» **ACTIVITY**
Among the entries below, find the line with "fn history(&self) ->", then quote it and each following line up to and including the line with "fn some_account() ->", and nothing else.

» **DATASET RECORDS**
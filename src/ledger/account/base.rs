use super::{Account, TransactionError};
use crate::ledger::clock::Clock;
use crate::ledger::customer::Holder;
use crate::ledger::history::History;
use crate::ledger::transaction::Kind;
use crate::ledger::{AccountNumber, Amount, DEFAULT_BRANCH};

/// The plain account: a balance, identifying numbers, the holder it was
/// opened for, and the history of everything it accepted.
///
/// The balance is only reachable through `deposit` and `withdraw`, so it is
/// always exactly the sum of accepted deposits minus accepted withdrawals,
/// and a withdrawal can never push it below zero.
pub struct BaseAccount {
    number: AccountNumber,
    holder: Holder,
    balance: Amount,
    history: History,
}

impl BaseAccount {
    /// Open an account for `holder`, with a zero balance and an empty
    /// history. The (holder, number) pair never changes afterwards.
    pub fn open(holder: Holder, number: AccountNumber) -> Self {
        Self {
            number,
            holder,
            balance: Amount::ZERO,
            history: History::new(),
        }
    }

    /// Like [`Self::open`], but history entries are timestamped with the
    /// given clock instead of the system clock.
    pub fn open_with_clock(
        holder: Holder,
        number: AccountNumber,
        clock: Box<dyn Clock + Send>,
    ) -> Self {
        Self {
            number,
            holder,
            balance: Amount::ZERO,
            history: History::with_clock(clock),
        }
    }
}

impl Account for BaseAccount {
    fn deposit(&mut self, amount: Amount) -> Result<(), TransactionError> {
        if amount <= Amount::ZERO {
            return Err(TransactionError::InvalidAmount);
        }

        self.balance += amount;
        self.history.record(Kind::Deposit, amount);

        Ok(())
    }

    fn withdraw(&mut self, amount: Amount) -> Result<(), TransactionError> {
        // The exceeds-balance check comes first, the positivity check second:
        // withdrawing 0 from an empty account is an invalid amount, not
        // insufficient funds.
        if amount > self.balance {
            return Err(TransactionError::InsufficientFunds);
        }
        if amount <= Amount::ZERO {
            return Err(TransactionError::InvalidAmount);
        }

        self.balance -= amount;
        self.history.record(Kind::Withdrawal, amount);

        Ok(())
    }

    fn balance(&self) -> Amount {
        self.balance
    }

    fn number(&self) -> AccountNumber {
        self.number
    }

    fn branch(&self) -> &str {
        DEFAULT_BRANCH
    }

    fn holder(&self) -> &Holder {
        &self.holder
    }

    fn history(&self) -> &History {
        &self.history
    }
}

#[cfg(test)]
mod deposit_tests {
    use super::{Account, BaseAccount, TransactionError};
    use crate::ledger::customer::Holder;

    use rust_decimal_macros::dec;

    fn some_account() -> BaseAccount {
        BaseAccount::open(Holder::new("Ada Lovelace", "00000000000"), 1)
    }

    #[test]
    fn test_deposit_ok() {
        let mut acc = some_account();

        let got = acc.deposit(dec!(3.0));
        assert_eq!(Ok(()), got);
        assert_eq!(dec!(3.0), acc.balance());
        assert_eq!(1, acc.history().entries().len());
    }

    #[test]
    fn test_deposit_non_positive_amount() {
        for amount in vec![dec!(0), dec!(-5), dec!(-0.01)] {
            let mut acc = some_account();

            let got = acc.deposit(amount);
            assert_eq!(Err(TransactionError::InvalidAmount), got);
            assert_eq!(dec!(0), acc.balance());
            assert!(acc.history().entries().is_empty());
        }
    }
}


#[cfg(test)]
mod open_tests {
    use super::{Account, BaseAccount, DEFAULT_BRANCH};
    use crate::ledger::clock::test_clock::FixedClock;
    use crate::ledger::customer::Holder;

    use rust_decimal_macros::dec;

    #[test]
    fn test_open_starts_empty() {
        let acc = BaseAccount::open(Holder::new("Grace Hopper", "11111111111"), 7);

        assert_eq!(dec!(0), acc.balance());
        assert_eq!(7, acc.number());
        assert_eq!(DEFAULT_BRANCH, acc.branch());
        assert_eq!("Grace Hopper", acc.holder().name());
        assert!(acc.history().entries().is_empty());
    }

    #[test]
    fn test_open_with_clock_timestamps_history() {
        let clock = FixedClock::at_noon();
        let want = clock.0;

        let mut acc = BaseAccount::open_with_clock(
            Holder::new("Grace Hopper", "11111111111"),
            7,
            Box::new(clock),
        );
        acc.deposit(dec!(5)).expect("deposit should succeed");

        assert_eq!(want, acc.history().entries()[0].recorded_at);
    }
}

» **EXERCISE RESPONSE**
    fn history(&self) -> &History {
        &self.history
    }
}

#[cfg(test)]
mod deposit_tests {
    use super::{Account, BaseAccount, TransactionError};
    use crate::ledger::customer::Holder;

    use rust_decimal_macros::dec;

    fn some_account() -> BaseAccount {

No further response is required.